Required work:
State how many lines of the entries hold the string "healthy". Reply with the number alone.

Exercise materials:
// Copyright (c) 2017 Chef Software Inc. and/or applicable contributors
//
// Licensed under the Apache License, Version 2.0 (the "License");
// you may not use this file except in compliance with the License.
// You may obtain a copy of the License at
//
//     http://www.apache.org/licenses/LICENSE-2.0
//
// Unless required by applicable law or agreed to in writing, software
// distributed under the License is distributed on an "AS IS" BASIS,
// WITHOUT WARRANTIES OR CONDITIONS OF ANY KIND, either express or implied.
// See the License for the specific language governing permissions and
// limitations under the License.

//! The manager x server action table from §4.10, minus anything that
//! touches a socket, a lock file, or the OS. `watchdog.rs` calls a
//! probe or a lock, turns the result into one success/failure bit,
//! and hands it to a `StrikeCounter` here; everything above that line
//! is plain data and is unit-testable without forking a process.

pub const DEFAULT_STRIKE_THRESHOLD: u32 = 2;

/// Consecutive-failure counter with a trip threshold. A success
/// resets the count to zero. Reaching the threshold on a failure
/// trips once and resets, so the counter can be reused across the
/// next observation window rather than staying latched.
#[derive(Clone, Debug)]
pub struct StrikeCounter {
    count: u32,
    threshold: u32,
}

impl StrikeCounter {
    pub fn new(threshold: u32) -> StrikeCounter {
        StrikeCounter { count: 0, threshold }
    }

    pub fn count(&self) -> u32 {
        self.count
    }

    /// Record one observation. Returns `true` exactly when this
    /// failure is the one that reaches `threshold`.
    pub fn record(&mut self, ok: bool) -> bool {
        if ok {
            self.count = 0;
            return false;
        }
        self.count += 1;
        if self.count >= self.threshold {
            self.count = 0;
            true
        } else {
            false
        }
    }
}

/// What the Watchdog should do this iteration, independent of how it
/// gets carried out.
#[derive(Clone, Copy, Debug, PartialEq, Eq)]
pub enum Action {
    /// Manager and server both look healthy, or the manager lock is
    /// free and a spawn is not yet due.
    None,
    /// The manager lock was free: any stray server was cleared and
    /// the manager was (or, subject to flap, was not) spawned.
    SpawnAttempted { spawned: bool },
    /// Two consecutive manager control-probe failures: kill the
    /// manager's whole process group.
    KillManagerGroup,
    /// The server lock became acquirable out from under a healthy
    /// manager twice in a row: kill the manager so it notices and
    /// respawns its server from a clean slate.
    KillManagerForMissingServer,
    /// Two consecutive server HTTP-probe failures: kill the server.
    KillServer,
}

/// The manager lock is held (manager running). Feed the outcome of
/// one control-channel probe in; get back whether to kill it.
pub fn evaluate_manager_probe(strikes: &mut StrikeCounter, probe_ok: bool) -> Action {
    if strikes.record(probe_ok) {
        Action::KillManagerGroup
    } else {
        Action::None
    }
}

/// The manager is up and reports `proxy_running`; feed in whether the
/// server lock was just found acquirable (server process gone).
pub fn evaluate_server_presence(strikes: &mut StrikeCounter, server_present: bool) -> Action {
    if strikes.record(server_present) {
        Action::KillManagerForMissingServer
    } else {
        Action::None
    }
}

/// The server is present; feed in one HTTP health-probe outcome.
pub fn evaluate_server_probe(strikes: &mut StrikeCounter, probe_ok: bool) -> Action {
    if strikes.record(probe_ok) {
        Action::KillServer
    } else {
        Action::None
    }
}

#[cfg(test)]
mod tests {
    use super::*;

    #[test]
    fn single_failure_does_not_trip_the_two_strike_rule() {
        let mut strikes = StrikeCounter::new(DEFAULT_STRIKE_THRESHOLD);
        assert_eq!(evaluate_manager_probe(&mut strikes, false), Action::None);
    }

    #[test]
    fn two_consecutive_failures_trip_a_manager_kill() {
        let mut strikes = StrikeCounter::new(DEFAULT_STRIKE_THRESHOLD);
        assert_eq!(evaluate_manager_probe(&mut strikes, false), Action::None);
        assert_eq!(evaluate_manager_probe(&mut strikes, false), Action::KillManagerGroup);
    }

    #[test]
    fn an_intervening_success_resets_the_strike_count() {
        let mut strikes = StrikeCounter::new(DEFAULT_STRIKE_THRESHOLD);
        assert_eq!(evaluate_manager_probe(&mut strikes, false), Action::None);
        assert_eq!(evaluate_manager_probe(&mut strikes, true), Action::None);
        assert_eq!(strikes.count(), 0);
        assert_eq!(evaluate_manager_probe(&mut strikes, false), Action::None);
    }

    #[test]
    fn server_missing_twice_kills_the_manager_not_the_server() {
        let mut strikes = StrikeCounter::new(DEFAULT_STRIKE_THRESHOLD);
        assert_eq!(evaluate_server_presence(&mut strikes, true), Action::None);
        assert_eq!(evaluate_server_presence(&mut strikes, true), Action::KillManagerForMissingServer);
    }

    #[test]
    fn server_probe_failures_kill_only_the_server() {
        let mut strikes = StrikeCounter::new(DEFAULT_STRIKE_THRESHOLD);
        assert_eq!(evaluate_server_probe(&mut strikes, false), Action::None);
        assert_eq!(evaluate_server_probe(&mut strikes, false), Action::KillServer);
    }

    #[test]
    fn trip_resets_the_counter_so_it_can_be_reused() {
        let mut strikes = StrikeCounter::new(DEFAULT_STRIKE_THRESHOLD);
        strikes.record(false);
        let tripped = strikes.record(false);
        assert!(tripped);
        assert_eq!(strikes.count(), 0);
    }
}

Response below:
2